YOUR GOAL:
Examine the entries and show every line in which the word "FrameSource" is found.

☆ ☆ ☆ ☆ ☆ ☆ ☆

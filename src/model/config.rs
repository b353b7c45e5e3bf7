/// Side of the stored grid, including the unused one-cell border.
pub const FIELD_SIZE: usize = 12;
/// Side of the playable area (rows A..K without J, columns 1..10).
pub const PLAYABLE_SIZE: usize = 10;
/// Number of playable cells; also the length of a serialized field.
pub const BOARD_CELLS: usize = PLAYABLE_SIZE * PLAYABLE_SIZE;

pub const NUM_SHIPS: usize = 10;
pub const MAX_SHIP_LEN: usize = 4;
/// Ship lengths in the order they are placed automatically.
pub const FLEET: [usize; NUM_SHIPS] = [4, 3, 3, 2, 2, 2, 1, 1, 1, 1];
pub const TOTAL_SHIP_CELLS: usize = 20;

pub const PACKET_COMMAND_SIZE: usize = 32;
pub const PACKET_ARG1_SIZE: usize = 384;
pub const PACKET_ARG2_SIZE: usize = 96;
pub const PACKET_SIZE: usize = PACKET_COMMAND_SIZE + PACKET_ARG1_SIZE + PACKET_ARG2_SIZE;

pub const MAX_SESSIONS: usize = 10;
pub const MAX_CLIENTS: usize = 20;
pub const MAX_NICKNAME_LEN: usize = 63;
pub const DEFAULT_NICKNAME: &str = "player";

pub const LEADERBOARD_FILE: &str = "leaderboard.txt";
pub const DEFAULT_BIND: &str = "0.0.0.0:8080";

/// How many ships of `length` a complete fleet holds.
pub const fn fleet_quota(length: usize) -> usize {
    if length >= 1 && length <= MAX_SHIP_LEN {
        MAX_SHIP_LEN + 1 - length
    } else {
        0
    }
}
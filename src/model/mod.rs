//! Pure game model: coordinates, fields, fleets and boards.
//!
//! Everything here is synchronous and usable without `std`.

pub mod board;
pub mod common;
pub mod config;
pub mod coord;
pub mod field;
pub mod ship;

pub use board::Board;
pub use common::{CellState, ModelError, PlacementStatus, PlayerNumber, ShotOutcome};
pub use coord::Coord;
pub use field::Field;
pub use ship::{Ship, ShipSet};
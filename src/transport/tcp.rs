use std::io;

use async_trait::async_trait;
use tokio::net::tcp::{OwnedReadHalf, OwnedWriteHalf};
use tokio::net::{TcpStream, ToSocketAddrs};
use tokio::time::{timeout, Duration};

use crate::protocol::Packet;
use crate::transport::{read_frame, write_frame, FrameReader, FrameSink, FrameSource, FrameWriter, TransportError};

/// Longest a single frame write may take before the peer counts as gone.
pub const DEFAULT_WRITE_TIMEOUT: Duration = Duration::from_secs(30);

/// A framed TCP connection.
pub struct TcpTransport {
    stream: TcpStream,
}

impl TcpTransport {
    pub fn new(stream: TcpStream) -> Self {
        // Frames are small and latency matters more than batching.
        let _ = stream.set_nodelay(true);
        Self { stream }
    }

    pub async fn connect<A: ToSocketAddrs>(addr: A) -> anyhow::Result<Self> {
        let stream = TcpStream::connect(addr).await?;
        Ok(Self::new(stream))
    }

    /// Split into independently owned reading and writing halves.
    pub fn into_split(self) -> (FrameReader<OwnedReadHalf>, FrameWriter<OwnedWriteHalf>) {
        let (read, write) = self.stream.into_split();
        (FrameReader::new(read), FrameWriter::new(write))
    }
}

#[async_trait]
impl FrameSink for TcpTransport {
    async fn send(&mut self, packet: &Packet) -> Result<(), TransportError> {
        timeout(DEFAULT_WRITE_TIMEOUT, write_frame(&mut self.stream, packet))
            .await
            .map_err(|_| TransportError::Io(io::Error::new(io::ErrorKind::TimedOut, "frame write timed out")))?
    }
}

#[async_trait]
impl FrameSource for TcpTransport {
    async fn recv(&mut self) -> Result<Packet, TransportError> {
        read_frame(&mut self.stream).await
    }
}
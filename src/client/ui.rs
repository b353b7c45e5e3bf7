//! Interactive client flows: picking a session, placing ships and shooting.

use log::warn;

use crate::client::input::{Input, InputMux};
use crate::client::render::{render_field, LineSink, LEGEND};
use crate::client::view::{ClientView, Prompt, SessionEnd};
use crate::config::{FLEET, MAX_SESSIONS, MAX_SHIP_LEN};
use crate::protocol::{JoinTarget, PlacementMode, Request};
use crate::transport::FrameSink;
use crate::{Board, Coord, ModelError, PlacementStatus};

enum Step {
    Continue,
    End(SessionEnd),
}

pub struct ClientApp<W, K> {
    view: ClientView<K>,
    input: InputMux,
    writer: W,
    nickname: String,
    draft: Option<Board>,
}

impl<W: FrameSink, K: LineSink> ClientApp<W, K> {
    pub fn new(nickname: impl Into<String>, input: InputMux, writer: W, out: K) -> Self {
        ClientApp {
            view: ClientView::new(out),
            input,
            writer,
            nickname: nickname.into(),
            draft: None,
        }
    }

    pub fn view(&self) -> &ClientView<K> {
        &self.view
    }

    pub fn into_view(self) -> ClientView<K> {
        self.view
    }

    /// Play until the game ends, the user quits or the connection drops.
    /// A failed send counts as a dropped connection.
    pub async fn run(&mut self) -> SessionEnd {
        if let Err(Step::End(end)) = self.send(Request::SetNick(self.nickname.clone())).await {
            self.view.finish(end);
        }
        loop {
            if let Some(end) = self.view.finished() {
                return end;
            }
            let step = match self.view.prompt() {
                Prompt::SelectSession => self.select_session().await,
                Prompt::PlacementChoice => self.choose_placement().await,
                Prompt::ManualPlacement => self.manual_placement().await,
                Prompt::Shot => self.take_shot().await,
                Prompt::Waiting => self.wait().await,
            };
            if let Step::End(end) = step {
                self.view.finish(end);
            }
        }
    }

    async fn send(&mut self, request: Request) -> Result<(), Step> {
        self.writer.send(&request.to_packet()).await.map_err(|e| {
            warn!("failed to send to server: {}", e);
            Step::End(SessionEnd::Disconnected)
        })
    }

    /// Next trimmed line, or the step to take instead.
    async fn read(&mut self) -> Result<String, Step> {
        match self.input.next_input(&mut self.view).await {
            Input::Line(line) => {
                let line = line.trim().to_string();
                if line.eq_ignore_ascii_case("quit") {
                    let _ = self.send(Request::Disconnect).await;
                    return Err(Step::End(SessionEnd::Quit));
                }
                Ok(line)
            }
            Input::Interrupted => Err(Step::Continue),
            Input::Closed => Err(Step::End(SessionEnd::Disconnected)),
        }
    }

    async fn select_session(&mut self) -> Step {
        self.view
            .out()
            .prompt(&format!("Type session number (0-{}) or 'auto': ", MAX_SESSIONS - 1));
        let line = match self.read().await {
            Ok(line) => line,
            Err(step) => return step,
        };
        let target = if line.eq_ignore_ascii_case("auto") {
            JoinTarget::Auto
        } else {
            match line.parse::<usize>() {
                Ok(id) if id < MAX_SESSIONS => JoinTarget::Id(id as i64),
                _ => {
                    self.view.say("Please enter a session number or 'auto'.");
                    return Step::Continue;
                }
            }
        };
        if let Err(step) = self.send(Request::JoinSession(target)).await {
            return step;
        }
        self.view.join_requested();
        Step::Continue
    }

    async fn choose_placement(&mut self) -> Step {
        self.view.say("1) Place ships automatically");
        self.view.say("2) Place ships manually");
        self.view.out().prompt("Choose placement (1 or 2): ");
        let line = match self.read().await {
            Ok(line) => line,
            Err(step) => return step,
        };
        let mode = match line.as_str() {
            "1" | "auto" => PlacementMode::Auto,
            "2" | "manual" => PlacementMode::Manual,
            _ => {
                self.view.say("Please enter 1 or 2.");
                return Step::Continue;
            }
        };
        if let Err(step) = self.send(Request::PlacementChoice(mode)).await {
            return step;
        }
        self.view.set_prompt(Prompt::Waiting);
        Step::Continue
    }

    fn show_draft(&mut self) {
        let draft = self.draft.get_or_insert_with(Board::new);
        let mut lines = render_field(draft.field());
        let remaining: Vec<String> = (1..=MAX_SHIP_LEN)
            .rev()
            .map(|len| format!("{}-cell: {}", len, draft.ships().remaining(len)))
            .collect();
        lines.push(format!("Remaining ships: {}", remaining.join(", ")));
        for line in lines {
            self.view.say(&line);
        }
    }

    async fn manual_placement(&mut self) -> Step {
        self.show_draft();
        self.view
            .out()
            .prompt("Enter ship placement (e.g. A1-A4, D7 for one cell, 'reset'): ");
        let line = match self.read().await {
            Ok(line) => line,
            Err(step) => return step,
        };
        if line.is_empty() {
            return Step::Continue;
        }
        if line.eq_ignore_ascii_case("reset") {
            self.draft = Some(Board::new());
            return Step::Continue;
        }
        let draft = self.draft.get_or_insert_with(Board::new);
        if line.eq_ignore_ascii_case("done") {
            if !draft.ships().is_complete() {
                self.view.say(&format!("Place all {} ships first.", FLEET.len()));
                return Step::Continue;
            }
            return self.upload_draft().await;
        }
        match draft.place_manual(&line) {
            Ok(PlacementStatus::Placed) => self.view.say("Ship placed."),
            Ok(PlacementStatus::Complete) => {
                self.view.say("All ships placed!");
                return self.upload_draft().await;
            }
            Err(ModelError::QuotaExceeded) => self.view.say("No ships of that length left."),
            Err(e) => self.view.say(&format!("Error: {}", e)),
        }
        Step::Continue
    }

    async fn upload_draft(&mut self) -> Step {
        let Some(draft) = self.draft.take() else {
            return Step::Continue;
        };
        if let Err(step) = self.send(Request::FieldUpload(draft.field().encode())).await {
            return step;
        }
        if let Err(step) = self.send(Request::ShipPlaced).await {
            return step;
        }
        self.view.set_prompt(Prompt::Waiting);
        Step::Continue
    }

    async fn take_shot(&mut self) -> Step {
        self.view.show_boards();
        self.view.say(LEGEND);
        self.view.say("=== YOUR TURN ===");
        self.view.out().prompt("Enter shot coordinates (e.g. B4): ");
        let line = match self.read().await {
            Ok(line) => line,
            Err(step) => return step,
        };
        if let Err(e) = Coord::parse(&line) {
            self.view.say(&format!("{}: use a letter A-K (no J) and a number 1-10.", e));
            return Step::Continue;
        }
        if let Err(step) = self.send(Request::Shot(line)).await {
            return step;
        }
        self.view.set_prompt(Prompt::Waiting);
        Step::Continue
    }

    /// Nothing to ask. Lines typed now get a hint, or refresh the boards.
    async fn wait(&mut self) -> Step {
        let line = match self.read().await {
            Ok(line) => line,
            Err(step) => return step,
        };
        if line.eq_ignore_ascii_case("field") {
            if let Err(step) = self.send(Request::RequestField).await {
                return step;
            }
            self.view.show_boards();
        } else if !line.is_empty() {
            self.view.say("Please wait, it is not your move. Type 'quit' to leave.");
        }
        Step::Continue
    }
}
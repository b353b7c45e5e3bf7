//! Scripted client that joins automatically, places ships automatically
//! and fires at random unexplored cells. Used by the self-play harness.

use anyhow::{bail, Context};
use log::{debug, info};
use rand::rngs::SmallRng;
use rand::seq::SliceRandom;
use rand::SeedableRng;
use serde::Serialize;

use crate::leaderboard::{MemoryLeaderboard, ScoreEntry, ScoreStore};
use crate::protocol::{GameOverReason, JoinTarget, PlacementMode, Reply, Request};
use crate::server::{Server, ServerConfig};
use crate::transport::{FrameSink, FrameSource, TcpTransport};
use crate::{CellState, Coord, Field};

#[derive(Debug, Clone, Serialize)]
pub struct BotReport {
    pub nickname: String,
    pub outcome: String,
    pub shots: usize,
}

#[derive(Debug, Clone, Serialize)]
pub struct SelfPlayReport {
    pub seed: u64,
    pub winner: Option<String>,
    pub bots: Vec<BotReport>,
    pub leaderboard: Vec<ScoreEntry>,
}

/// Play one game over `transport` and report how it ended.
pub async fn play_bot<T>(mut transport: T, nickname: &str, seed: u64) -> anyhow::Result<BotReport>
where
    T: FrameSource + FrameSink,
{
    let mut rng = SmallRng::seed_from_u64(seed);
    let mut targets: Vec<Coord> = Coord::all().collect();
    targets.shuffle(&mut rng);
    let mut fog = Field::new();
    let mut shots = 0;

    transport.send(&Request::SetNick(nickname.to_string()).to_packet()).await?;
    transport.send(&Request::JoinSession(JoinTarget::Auto).to_packet()).await?;

    loop {
        let packet = transport.recv().await.context("server went away mid-game")?;
        let Ok(reply) = Reply::from_packet(&packet) else {
            debug!("{} ignoring {}", nickname, packet);
            continue;
        };
        match reply {
            Reply::PlacementStart(_) => {
                transport
                    .send(&Request::PlacementChoice(PlacementMode::Auto).to_packet())
                    .await?;
            }
            Reply::EnemyFogUpdate(cells) => fog = Field::decode(&cells)?,
            Reply::YourTurn => {
                let target = loop {
                    let Some(coord) = targets.pop() else {
                        bail!("{} ran out of targets", nickname);
                    };
                    if fog.get(coord) == CellState::Empty {
                        break coord;
                    }
                };
                shots += 1;
                transport.send(&Request::Shot(target.to_string()).to_packet()).await?;
            }
            Reply::GameOver(reason) => {
                let outcome = match reason {
                    GameOverReason::Win => "WIN",
                    GameOverReason::Lose => "LOSE",
                    GameOverReason::ServerShutdown => "SERVER_SHUTDOWN",
                };
                return Ok(BotReport {
                    nickname: nickname.to_string(),
                    outcome: outcome.to_string(),
                    shots,
                });
            }
            Reply::OpponentDisconnected => {
                return Ok(BotReport {
                    nickname: nickname.to_string(),
                    outcome: "OPPONENT_DISCONNECTED".to_string(),
                    shots,
                });
            }
            Reply::Error(reason) => bail!("{} got server error {}", nickname, reason),
            _ => {}
        }
    }
}

/// Run a server on an ephemeral local port and let two bots play it out.
pub async fn run_selfplay(seed: u64) -> anyhow::Result<SelfPlayReport> {
    let config = ServerConfig {
        bind: "127.0.0.1:0".to_string(),
        seed: Some(seed),
        ..ServerConfig::default()
    };
    let server = Server::bind_with_store(&config, MemoryLeaderboard::new()).await?;
    let addr = server.local_addr()?;
    let (stop_tx, stop_rx) = tokio::sync::oneshot::channel::<()>();
    let server_task = tokio::spawn(server.run(async {
        let _ = stop_rx.await;
    }));

    let first = TcpTransport::connect(addr).await?;
    let second = TcpTransport::connect(addr).await?;
    let (a, b) = tokio::try_join!(
        play_bot(first, "alpha", seed.wrapping_add(1)),
        play_bot(second, "bravo", seed.wrapping_add(2)),
    )?;
    let _ = stop_tx.send(());
    let scores = server_task.await??;

    let winner = [&a, &b]
        .into_iter()
        .find(|r| r.outcome == "WIN")
        .map(|r| r.nickname.clone());
    info!("self-play finished, winner {:?}", winner);
    Ok(SelfPlayReport {
        seed,
        winner,
        bots: vec![a, b],
        leaderboard: scores.entries()?,
    })
}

☆ ☆ ☆ ☆ ☆ ☆ ☆

SOLUTION FOR THIS PROBLEM:
use crate::transport::{read_frame, write_frame, FrameReader, FrameSink, FrameSource, FrameWriter, TransportError};
impl FrameSource for TcpTransport {
use crate::transport::{FrameSink, FrameSource, TcpTransport};
    T: FrameSource + FrameSink,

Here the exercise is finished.